High prices and expectations that the continental market will stay tight to keep prices up have lit a fire under supply development by Canadian natural gas producers who have come roaring back after Spring weather delays. Gas is identified as the target for a 62% majority of a record 18,470 wells projected to be drilled this year by the Canadian industry.

The prediction comes from field and equipment contractors in the Petroleum Services Association of Canada, whose 250 member companies are widely accepted as reliable forecasters because they are among the first to register turning points on the supply side.

The 18,470 wells anticipated by the end of this year in a new PSAC forecast of field activity top the previous Canadian high of 18,255 in 2001 by 1%. The 2003 pace will be 17% faster than 2002, when shaky prices in the first half of the year slowed activity down to 15,829 wells. The projections foresee 11,229 gas wells, 5,072 oil wells, 1,969 dry holes and 200 service wells.

The activity pattern showing up on PSAC records also suggests that Canadian producers are at last beginning to fulfill hopes that they will step up investment in deeper, larger drilling targets along the foothills of the Rocky Mountains in western Alberta and northeastern British Columbia. The fastest rate of growth in activity is projected in B.C., where gas is virtually the only drilling target. The PSAC foresees 905 B.C. wells in 2003 or 46% more than last year.

In Alberta, source of four-fifths of Canadian production, the 2003 well count is expected to reach 13,435 or 16% more than in 2002. In Saskatchewan, surges in shallow drilling for low-cost but small reserves of both gas and heavy oil are expected to generate a 13% increase to 3,900 wells this year.

A spring lull in Canadian drilling turned out to be a temporary setback caused by unfavorable weather rather than economic weakness. A rash of late snow storms turned operating areas into seas of slush and mud that halted equipment movements. Signs of the year setting a Canadian field activity record are already apparent. Summer drilling is exceptionally strong, with about two-thirds of the industry’s 670 land rigs busy around the clock seven days a week.

PSAC president Roger Soucy credited the surge to a number of factors combining to whip up a storm of activity: high prices, record producer revenues and cash flow, strong demand for all the production the Canadian industry can generate, and rapid depletion of shallow gas reserves that have dominated its drilling targets since the mid-1990s.

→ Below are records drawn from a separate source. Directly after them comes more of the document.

use actix_web::{HttpResponse, get, web};

use super::models::{ApiError, AppState, BalanceResponse};

#[get("/balance/{address}/")]
pub async fn get_balance(
    state: web::Data<AppState>,
    path: web::Path<(String,)>,
) -> Result<HttpResponse, ApiError> {
    let address = path.into_inner().0;
    let outputs = state.ledger.unspent_outputs(&address)?;
    let balance = outputs
        .iter()
        .fold(0u64, |acc, (_, out)| acc.saturating_add(out.value));

    Ok(HttpResponse::Ok().json(BalanceResponse {
        address,
        balance,
        utxos: outputs.len(),
    }))
}
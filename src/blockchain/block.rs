use chrono::Utc;
use serde::{Deserialize, Serialize};

use super::codec::hash_block_fields;
use super::{Hash, ProofOfWork, ZERO_HASH};
use crate::error::Result;
use crate::transaction::Transaction;

/// A single block in the chain holding an ordered list of transactions.
#[derive(Debug, Clone, PartialEq, Eq, Serialize, Deserialize)]
pub struct Block {
    pub height: u64,
    pub timestamp: i64, // Unix timestamp (UTC)
    pub prev_hash: Hash,
    pub hash: Hash,
    pub nonce: u64, // Proof-of-Work nonce
    pub transactions: Vec<Transaction>,
}

impl Block {
    /// Create a new block (not mined yet). Call `mine()` to perform PoW.
    pub fn new(height: u64, prev_hash: Hash, transactions: Vec<Transaction>) -> Result<Self> {
        Self::new_with_timestamp(height, prev_hash, transactions, Utc::now().timestamp())
    }

    pub fn new_with_timestamp(
        height: u64,
        prev_hash: Hash,
        transactions: Vec<Transaction>,
        timestamp: i64,
    ) -> Result<Self> {
        let mut block = Self {
            height,
            timestamp,
            prev_hash,
            hash: ZERO_HASH,
            nonce: 0,
            transactions,
        };
        block.hash = block.compute_hash()?;
        Ok(block)
    }

    /// Unmined genesis block holding the single reward transaction.
    pub fn genesis(coinbase: Transaction) -> Result<Self> {
        Self::new(0, ZERO_HASH, vec![coinbase])
    }

    pub fn is_genesis(&self) -> bool {
        self.height == 0 && self.prev_hash == ZERO_HASH
    }

    /// Hash of this block's content and nonce (the `hash` field excluded).
    pub fn compute_hash(&self) -> Result<Hash> {
        hash_block_fields(&self.prev_hash, &self.transactions, self.timestamp, self.nonce)
    }

    /// Perform Proof-of-Work, storing the winning nonce and hash.
    pub fn mine(&mut self, pow: &ProofOfWork) -> Result<()> {
        let (nonce, hash) = pow.mine(&self.prev_hash, &self.transactions, self.timestamp)?;
        self.nonce = nonce;
        self.hash = hash;
        Ok(())
    }

    pub fn hash_hex(&self) -> String {
        hex::encode(self.hash)
    }
}

#[cfg(test)]
mod tests {
    use super::Block;
    use crate::blockchain::{ProofOfWork, ZERO_HASH};
    use crate::transaction::{OutPoint, Transaction, TxInput, TxOutput};

    fn transfer(seed: u8) -> Transaction {
        Transaction::from_parts(
            vec![TxInput::unsigned(OutPoint::new([seed; 32], 0))],
            vec![TxOutput {
                value: 1,
                pubkey_hash: [seed; 20],
            }],
            Vec::new(),
        )
        .unwrap()
    }

    #[test]
    fn genesis_has_valid_hash() {
        let coinbase = Transaction::coinbase([1u8; 20], 10, b"genesis".to_vec()).unwrap();
        let b = Block::genesis(coinbase).unwrap();
        assert!(b.is_genesis());
        assert_eq!(b.hash, b.compute_hash().unwrap());
    }

    #[test]
    fn mining_produces_leading_zeros() {
        let pow = ProofOfWork::new(8);
        let mut b = Block::new(1, [5u8; 32], vec![transfer(1)]).unwrap();
        b.mine(&pow).unwrap();
        assert_eq!(b.hash[0], 0);
        assert_eq!(b.hash, b.compute_hash().unwrap());
        assert!(pow.validate(&b));
    }

    #[test]
    fn invalid_when_mutated() {
        let pow = ProofOfWork::new(8);
        let mut b = Block::new(2, ZERO_HASH, vec![transfer(1)]).unwrap();
        b.mine(&pow).unwrap();
        let old_hash = b.hash;

        // Tampering: append a transaction after mining.
        b.transactions.push(transfer(2));

        assert_ne!(old_hash, b.compute_hash().unwrap());
        assert!(!pow.validate(&b));
    }
}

Canadian industry analysts see no end in sight to highs in prices that only a few years ago would have been viewed as exceptionally tall and likely short-lived market spikes. FirstEnergy Capital Corp. for instance, forecasts oil will average US$30 per barrel for 2003 and only retreat modestly to US$27 in 2004. The Calgary investment house foresees annual average gas prices of US$5.70 per MMBtu in 2003 and US$4.75 next year. Supplies are forecast to stay tight.

A mid-year survey of U.S. production by FirstEnergy covering 56% of American production by checking on a 31-company sample of household names such as BP, Devon, Burlington, ExonMobil and ConocoPhillips projected continuing supply erosion. The Calgary analysts estimated that first-half 2003 U.S. production declined by 1.6 Bcf/d or about 3% compared to the first six months of 2002. They forecast a decline of about 1.5 Bcf daily in total annual U.S. production this year. The Canadian drilling surge is forecast to generate a reprieve from developing production declines or possibly even cause a one-year spell of growth in capacity.

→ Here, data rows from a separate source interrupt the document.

use actix_web::http::StatusCode;
use actix_web::{HttpResponse, ResponseError};
use parking_lot::Mutex;
use serde::{Deserialize, Serialize};
use std::fmt;
use std::path::PathBuf;
use std::sync::Arc;

use pow_ledger::wallet::encode_address;
use pow_ledger::{Block, Ledger, LedgerError, Transaction, Wallets};

/// Shared application state: the ledger handle plus the keystore.
pub struct AppState {
    pub ledger: Arc<Ledger>,
    pub wallets: Mutex<Wallets>,
    pub wallet_file: PathBuf,
}

/* ---------- Errors ---------- */

#[derive(Debug)]
pub enum ApiError {
    Ledger(LedgerError),
    Blocking(String),
    BadRequest(String),
    NotFound(String),
}

impl From<LedgerError> for ApiError {
    fn from(err: LedgerError) -> Self {
        ApiError::Ledger(err)
    }
}

impl From<actix_web::error::BlockingError> for ApiError {
    fn from(err: actix_web::error::BlockingError) -> Self {
        ApiError::Blocking(err.to_string())
    }
}

impl fmt::Display for ApiError {
    fn fmt(&self, f: &mut fmt::Formatter<'_>) -> fmt::Result {
        match self {
            ApiError::Ledger(e) => write!(f, "{e}"),
            ApiError::Blocking(e) => write!(f, "worker failed: {e}"),
            ApiError::BadRequest(e) => write!(f, "{e}"),
            ApiError::NotFound(e) => write!(f, "{e} not found"),
        }
    }
}

impl ResponseError for ApiError {
    fn status_code(&self) -> StatusCode {
        match self {
            ApiError::Ledger(
                LedgerError::InsufficientFunds { .. }
                | LedgerError::InvalidAddress(_)
                | LedgerError::InvalidTransaction(_)
                | LedgerError::InvalidSignature(_)
                | LedgerError::DoubleSpend(_),
            )
            | ApiError::BadRequest(_) => StatusCode::BAD_REQUEST,
            ApiError::Ledger(LedgerError::WalletNotFound(_)) | ApiError::NotFound(_) => {
                StatusCode::NOT_FOUND
            }
            _ => StatusCode::INTERNAL_SERVER_ERROR,
        }
    }

    fn error_response(&self) -> HttpResponse {
        HttpResponse::build(self.status_code()).json(ErrorResponse {
            error: self.to_string(),
        })
    }
}

#[derive(Serialize, Deserialize)]
pub struct ErrorResponse {
    pub error: String,
}

/* ---------- Chain API Models ---------- */

#[derive(Serialize, Deserialize)]
pub struct InputView {
    pub txid: String,
    pub vout: u32,
}

#[derive(Serialize, Deserialize)]
pub struct OutputView {
    pub value: u64,
    pub address: String,
}

#[derive(Serialize, Deserialize)]
pub struct TxView {
    pub id: String,
    pub inputs: Vec<InputView>,
    pub outputs: Vec<OutputView>,
}

impl From<&Transaction> for TxView {
    fn from(tx: &Transaction) -> Self {
        Self {
            id: tx.id_hex(),
            inputs: tx
                .inputs
                .iter()
                .map(|i| InputView {
                    txid: hex::encode(i.outpoint.txid),
                    vout: i.outpoint.vout,
                })
                .collect(),
            outputs: tx
                .outputs
                .iter()
                .map(|o| OutputView {
                    value: o.value,
                    address: encode_address(&o.pubkey_hash),
                })
                .collect(),
        }
    }
}

#[derive(Serialize, Deserialize)]
pub struct BlockView {
    pub height: u64,
    pub hash: String,
    pub prev_hash: String,
    pub timestamp: i64,
    pub nonce: u64,
    pub transactions: Vec<TxView>,
}

impl From<&Block> for BlockView {
    fn from(block: &Block) -> Self {
        Self {
            height: block.height,
            hash: block.hash_hex(),
            prev_hash: hex::encode(block.prev_hash),
            timestamp: block.timestamp,
            nonce: block.nonce,
            transactions: block.transactions.iter().map(TxView::from).collect(),
        }
    }
}

#[derive(Serialize, Deserialize)]
pub struct ChainResponse {
    pub height: u64,
    pub difficulty_bits: u32,
    /// Tip first.
    pub blocks: Vec<BlockView>,
}

#[derive(Serialize, Deserialize)]
pub struct ValidateResponse {
    pub valid: bool,
    pub blocks: Option<u64>,
    pub error: Option<String>,
}

/* ---------- TX API Models ---------- */

#[derive(Deserialize, Serialize)]
pub struct SendRequest {
    pub from: String,
    pub to: String,
    pub amount: u64,
}

#[derive(Serialize, Deserialize)]
pub struct SendResponse {
    pub height: u64,
    pub hash: String,
    pub txid: String,
}

/* ---------- Balance / Wallet API Models ---------- */

#[derive(Serialize, Deserialize)]
pub struct BalanceResponse {
    pub address: String,
    pub balance: u64,
    pub utxos: usize,
}

#[derive(Serialize, Deserialize)]
pub struct NewWalletResponse {
    pub address: String,
}

#[derive(Serialize, Deserialize)]
pub struct WalletsResponse {
    pub addresses: Vec<String>,
}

The Alberta Energy and Utilities Board has predicted that high drilling levels could increase the chief gas-producing province’s capacity by 1.5% or 200 MMcf/d this year into a range of 13.3-13.4 Bcf/d. But barring geological surprises, rated as increasingly unlikely in maturing or picked-over fields, the AEUB has also continued to project an overall average annual decline by 2% in Alberta gas production for the period 2003 through 2012. Canadian gas suppliers are pinning their hopes for at least partially offsetting the Alberta erosion on BC.

In some cases hope also continues to run high for Canada’s East Coast, where a handful of drilling rigs continue to hunt for new gas finds offshore of Nova Scotia amid persistent but unconfirmed rumors on the speculative side of Canadian stock markets that EnCana has scored a success liable to revive its suspended Deep Panuke project, but is keeping it confidential until the end of the year.